No significant changes in laboratory tests were observed.
NAC had no effect on proteinuria, surrogate markers of tubular injury or renal fibrosis in non-diabetic patients with chronic kidney disease.
使用血管紧张素转换酶抑制剂(ACEI)和/或血管紧张素II 1型受体拮抗剂(ARB)抑制肾素-血管紧张素-醛固酮系统是慢性肾脏病患者管理中的一种策略。目前仍没有能够阻止慢性肾脏病进展的最佳治疗方法。据报道,抗氧化剂如N-乙酰半胱氨酸(NAC)在该领域是一种有前景的策略。
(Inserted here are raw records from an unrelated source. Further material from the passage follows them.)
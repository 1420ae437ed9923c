use async_trait::async_trait;
use std::collections::HashMap;
use url::Url;

use crate::error::CrawlError;

/// Token -> occurrence count over the stopword-filtered page text.
pub type WordCounts = HashMap<String, u64>;

/// Anything that can turn a URL into an HTTP response.
#[async_trait]
pub trait Fetcher: Send + Sync + 'static {
    async fn fetch(&self, url: &Url) -> Result<FetchResponse, CrawlError>;
}

#[derive(Debug, Clone)]
pub struct FetchResponse {
    pub url: Url,
    pub status: u16,
    pub headers: HashMap<String, String>,
    pub body: Vec<u8>,
    pub content_type: Option<String>,
    pub response_time_ms: u64,
}

impl FetchResponse {
    /// Case-insensitive header lookup; headers are stored lowercased.
    pub fn header(&self, name: &str) -> Option<&str> {
        self.headers.get(&name.to_ascii_lowercase()).map(|v| v.as_str())
    }

    /// Missing content-type is assumed to be HTML.
    pub fn is_html(&self) -> bool {
        self.content_type
            .as_deref()
            .map(|ct| ct.contains("text/html"))
            .unwrap_or(true)
    }

    pub fn is_plain_text(&self) -> bool {
        self.content_type
            .as_deref()
            .map(|ct| ct.contains("text/plain"))
            .unwrap_or(false)
    }
}

/// A dequeued unit of work: one URL and the depth it was discovered at.
#[derive(Debug, Clone)]
pub struct CrawlTask {
    pub url: Url,
    pub depth: u32,
}

/// Why a URL was shelved into the bad-URL registry.
#[derive(Debug, Clone, Copy, PartialEq, Eq)]
pub enum BadKind {
    LowData,
    /// HTTP status >= 400.
    Error(u16),
}

/// 64-bit SimHash content fingerprint.
#[derive(Debug, Clone, Copy, PartialEq, Eq, Hash)]
pub struct Fingerprint(pub u64);

impl Fingerprint {
    pub const BITS: u32 = 64;

    /// Fraction of matching bits, in [0, 1].
    pub fn similarity(self, other: Fingerprint) -> f64 {
        let differing = (self.0 ^ other.0).count_ones();
        f64::from(Self::BITS - differing) / f64::from(Self::BITS)
    }
}

/// The narrow surface workers see of the frontier. Workers hold an
/// `Arc<dyn FrontierPort>` and never reach into frontier internals.
#[async_trait]
pub trait FrontierPort: Send + Sync + 'static {
    /// Next URL ready under the politeness schedule, or `None` once every
    /// host queue has drained.
    async fn next(&self) -> Result<Option<CrawlTask>, CrawlError>;

    /// Register a discovered URL. Invalid, already-known, trapped and
    /// robots-denied URLs are absorbed silently.
    async fn add(&self, url: &str, depth: u32) -> Result<(), CrawlError>;

    async fn mark_complete(&self, url: &str, depth: u32) -> Result<(), CrawlError>;

    async fn record_bad(&self, url: &Url, kind: BadKind);

    /// True when the URL scores as near-identical to enough already-bad
    /// URLs on the same host to not be worth fetching.
    async fn is_bad_similar(&self, url: &Url) -> bool;

    async fn is_similar_known(&self, fingerprint: Fingerprint) -> bool;

    async fn record_fingerprint(&self, fingerprint: Fingerprint, url: &str);

    async fn add_words(&self, words: &WordCounts);
}

#[cfg(test)]
mod tests {
    use super::*;

    #[test]
    fn fingerprint_similarity_bounds() {
        let a = Fingerprint(u64::MAX);
        assert_eq!(a.similarity(a), 1.0);
        assert_eq!(a.similarity(Fingerprint(0)), 0.0);
    }

    #[test]
    fn fingerprint_similarity_counts_bits() {
        let a = Fingerprint(0);
        let b = Fingerprint(0b111);
        assert_eq!(a.similarity(b), 61.0 / 64.0);
    }

    #[test]
    fn header_lookup_is_case_insensitive() {
        let mut headers = HashMap::new();
        headers.insert("location".to_string(), "/moved".to_string());
        let resp = FetchResponse {
            url: Url::parse("http://www.ics.uci.edu/old").unwrap(),
            status: 301,
            headers,
            body: Vec::new(),
            content_type: None,
            response_time_ms: 0,
        };
        assert_eq!(resp.header("Location"), Some("/moved"));
    }
}
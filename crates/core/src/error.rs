use thiserror::Error;

#[derive(Error, Debug)]
pub enum CrawlError {
    #[error("network error: {0}")]
    Network(String),

    #[error("invalid URL: {0}")]
    InvalidUrl(String),

    #[error("parse error: {0}")]
    Parse(String),

    #[error("store error: {0}")]
    Store(String),

    #[error("config error: {0}")]
    Config(String),

    #[error("body too large: {size} bytes (max {max})")]
    BodyTooLarge { size: usize, max: usize },
}
#![cfg(test)]

use serial_test::serial;

use luwen_fabric::api::eth_addr::WH_ETH_CORES;
use luwen_fabric::api::mock::MockFabric;
use luwen_fabric::api::queue::QueueKind;
use luwen_fabric::api::NocId;
use luwen_fabric::{PlatformError, TTDevice};

mod test_utils;

/// Ethernet core on chip 0 that tunnels to the rest of a [`MockFabric::chain`].
const TUNNEL: (u8, u8) = WH_ETH_CORES[8];
const TENSIX: (u8, u8) = (1, 1);

#[serial]
mod tests {
    use super::*;
    use test_utils::discover_mock;

    fn response_rdptr(fabric: &MockFabric) -> u32 {
        fabric
            .queue_snapshot(0, TUNNEL, QueueKind::Response)
            .unwrap()
            .rdptr
    }

    fn remote(cluster: &luwen_fabric::DiscoveredCluster, chip: u32) -> &TTDevice {
        let device = cluster.device(chip).unwrap();
        assert!(device.is_remote());
        device
    }

    #[test]
    fn read_through_two_hops() {
        let fabric = MockFabric::chain(3).unwrap();
        let cluster = discover_mock(&fabric);
        fabric.write32(2, (9, 0), 0x0, 0xCAFE_F00D);

        let before = response_rdptr(&fabric);
        let value = remote(&cluster, 2).noc_read32((9, 0), 0x0).unwrap();
        assert_eq!(value, 0xCAFE_F00D);
        assert_eq!(response_rdptr(&fabric), QueueKind::Response.next_ptr(before));

        let requests = fabric
            .queue_snapshot(0, TUNNEL, QueueKind::HostRequest)
            .unwrap();
        assert_eq!(requests.wrptr, requests.rdptr);
        assert_eq!(requests.issued, requests.completed);
    }

    #[test]
    fn writes_are_posted_then_flushed() {
        let fabric = MockFabric::chain(3).unwrap();
        let cluster = discover_mock(&fabric);
        let chip = remote(&cluster, 2);

        chip.noc_write32(TENSIX, 0x100, 0x1234_5678).unwrap();
        chip.wait_for_flush().unwrap();
        assert_eq!(fabric.read32(2, TENSIX, 0x100), 0x1234_5678);
        assert_eq!(chip.noc_read32(TENSIX, 0x100).unwrap(), 0x1234_5678);
    }

    #[test]
    fn unaligned_access_preserves_neighbouring_bytes() {
        let fabric = MockFabric::chain(2).unwrap();
        let cluster = discover_mock(&fabric);
        let chip = remote(&cluster, 1);
        fabric.write32(1, TENSIX, 0x200, 0x1122_3344);
        fabric.write32(1, TENSIX, 0x204, 0x5566_7788);

        chip.noc_write(TENSIX, 0x203, &[0xAA, 0xBB]).unwrap();
        chip.wait_for_flush().unwrap();
        assert_eq!(fabric.read32(1, TENSIX, 0x200), 0xAA22_3344);
        assert_eq!(fabric.read32(1, TENSIX, 0x204), 0x5566_77BB);

        let mut data = [0u8; 3];
        chip.noc_read(TENSIX, 0x202, &mut data).unwrap();
        assert_eq!(data, [0x22, 0xAA, 0xBB]);
    }

    #[test]
    fn block_transfers() {
        let fabric = MockFabric::chain(3).unwrap();
        let cluster = discover_mock(&fabric);
        let chip = remote(&cluster, 2);

        let data: Vec<u8> = (0..3000u32).map(|i| (i * 7 + 3) as u8).collect();
        chip.noc_write(TENSIX, 0x4000, &data).unwrap();
        chip.wait_for_flush().unwrap();
        assert_eq!(fabric.read_bytes(2, TENSIX, 0x4000, data.len()), data);

        let mut back = vec![0u8; data.len()];
        chip.noc_read(TENSIX, 0x4000, &mut back).unwrap();
        assert_eq!(back, data);

        // Unaligned start and a tail that is not a whole word.
        let mut odd = vec![0u8; 1023];
        chip.noc_read(TENSIX, 0x4005, &mut odd).unwrap();
        assert_eq!(odd, data[5..1028]);

        let mut dma = vec![0u8; 2048];
        chip.dma_read(TENSIX, 0x4000, &mut dma).unwrap();
        assert_eq!(dma, data[..2048]);
    }

    #[test]
    fn stopped_firmware_times_out_then_recovers() {
        let fabric = MockFabric::chain(2).unwrap();
        let cluster = discover_mock(&fabric);
        let chip = remote(&cluster, 1);
        fabric.write32(1, TENSIX, 0x0, 7);
        fabric.set_firmware_running(0, false).unwrap();

        let err = chip.noc_read32(TENSIX, 0x0).unwrap_err();
        assert!(matches!(err, PlatformError::ResponseTimeout { .. }), "{err}");
        assert!(err.is_retryable());

        // One slot is still held by the unanswered read.
        for value in 0..3 {
            chip.noc_write32(TENSIX, 0x10, value).unwrap();
        }
        let err = chip.noc_write32(TENSIX, 0x10, 3).unwrap_err();
        assert!(matches!(err, PlatformError::QueueFull { .. }), "{err}");
        assert!(err.is_retryable());

        // The late answer to the timed out read is skipped.
        fabric.set_firmware_running(0, true).unwrap();
        assert_eq!(chip.noc_read32(TENSIX, 0x0).unwrap(), 7);
        assert_eq!(fabric.read32(1, TENSIX, 0x10), 2);
    }

    #[test]
    fn stale_response_is_discarded() {
        let fabric = MockFabric::chain(2).unwrap();
        let cluster = discover_mock(&fabric);
        let chip = remote(&cluster, 1);
        fabric.write32(1, TENSIX, 0x40, 0x600D);

        fabric.inject_stale_response(0, TUNNEL, 0xDEAD, 0xBAD).unwrap();
        assert_eq!(chip.noc_read32(TENSIX, 0x40).unwrap(), 0x600D);

        let responses = fabric.queue_snapshot(0, TUNNEL, QueueKind::Response).unwrap();
        assert_eq!(responses.wrptr, responses.rdptr);
    }

    #[test]
    fn firmware_without_tag_echo() {
        let fabric = MockFabric::chain(2).unwrap();
        let cluster = discover_mock(&fabric);
        fabric.set_echo_tags(0, false);
        fabric.write32(1, TENSIX, 0x80, 42);

        assert_eq!(remote(&cluster, 1).noc_read32(TENSIX, 0x80).unwrap(), 42);
    }

    #[test]
    fn unreachable_destination() {
        let fabric = MockFabric::chain(3).unwrap();
        let cluster = discover_mock(&fabric);
        fabric.write32(1, TENSIX, 0x0, 1);

        fabric.set_unreachable(2, true);
        let err = remote(&cluster, 2).noc_read32(TENSIX, 0x0).unwrap_err();
        assert!(matches!(err, PlatformError::DestinationUnreachable), "{err}");
        assert!(!err.is_retryable());

        // The failure is confined to that call.
        assert_eq!(remote(&cluster, 1).noc_read32(TENSIX, 0x0).unwrap(), 1);
        fabric.set_unreachable(2, false);
        assert!(remote(&cluster, 2).noc_read32(TENSIX, 0x0).is_ok());
    }

    #[test]
    fn tunnel_always_uses_noc0() {
        let fabric = MockFabric::chain(2).unwrap();
        let cluster = discover_mock(&fabric);
        let chip = remote(&cluster, 1);

        luwen_fabric::api::with_noc(NocId::Noc1, || chip.noc_read32(TENSIX, 0x0)).unwrap();
        assert_eq!(fabric.last_noc(0), Some(NocId::Noc0));

        // The selection travels in the request instead.
        let requests = fabric
            .queue_snapshot(0, TUNNEL, QueueKind::HostRequest)
            .unwrap();
        let last = QueueKind::HostRequest.slot_index(requests.wrptr + 2 * 4 - 1);
        assert_eq!(requests.slots[last as usize].cmd_flags().noc_id(), 1);
    }

    #[test]
    fn threads_share_one_tunnel() {
        let fabric = MockFabric::chain(3).unwrap();
        let cluster = discover_mock(&fabric);
        let chip = remote(&cluster, 2);

        std::thread::scope(|scope| {
            for thread in 0..4u32 {
                scope.spawn(move || {
                    for round in 0..16u32 {
                        let addr = 0x1000 + thread as u64 * 0x100 + round as u64 * 4;
                        let value = (thread << 16) | round;
                        chip.noc_write32(TENSIX, addr, value).unwrap();
                        chip.wait_for_flush().unwrap();
                        assert_eq!(chip.noc_read32(TENSIX, addr).unwrap(), value);
                    }
                });
            }
        });

        for thread in 0..4u32 {
            for round in 0..16u32 {
                let addr = 0x1000 + thread as u64 * 0x100 + round as u64 * 4;
                assert_eq!(fabric.read32(2, TENSIX, addr), (thread << 16) | round);
            }
        }
        let requests = fabric
            .queue_snapshot(0, TUNNEL, QueueKind::HostRequest)
            .unwrap();
        assert_eq!(requests.wrptr, requests.rdptr);
        let responses = fabric
            .queue_snapshot(0, TUNNEL, QueueKind::Response)
            .unwrap();
        assert_eq!(responses.wrptr, responses.rdptr);
    }

    #[test]
    fn remote_queue_state_dump() {
        let fabric = MockFabric::chain(2).unwrap();
        let cluster = discover_mock(&fabric);
        let chip = remote(&cluster, 1);
        let queues = chip.as_remote().unwrap().transport().queue_state().unwrap();
        assert_eq!(queues.len(), QueueKind::ALL.len());
        assert!(queues.iter().all(|queue| !queue.is_full()));
    }
}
在一项安慰剂对照、随机、开放、两阶段交叉研究中,我们评估了在20例肾功能正常或降低(估计肾小球滤过率61-163 ml/min)的非糖尿病蛋白尿患者(蛋白尿0.4-6.36 g/24 h)中,在肾素-血管紧张素-醛固酮系统阻断治疗基础上加用NAC(1200 mg/天)对蛋白尿以及肾小管损伤和肾纤维化替代标志物的影响。受试者进入为期8周的导入期,在此期间使用ACEI和/或ARB进行治疗,使血压低于130/80 mmHg。接下来,患者被随机分配到2种治疗顺序中的1种:NAC/洗脱期/安慰剂或安慰剂/洗脱期/NAC。在随机分组时以及研究的每个阶段后进行临床评估和实验室检查。
未观察到实验室检查有显著变化。
NAC对非糖尿病慢性肾脏病患者的蛋白尿、肾小管损伤替代标志物或肾纤维化没有影响。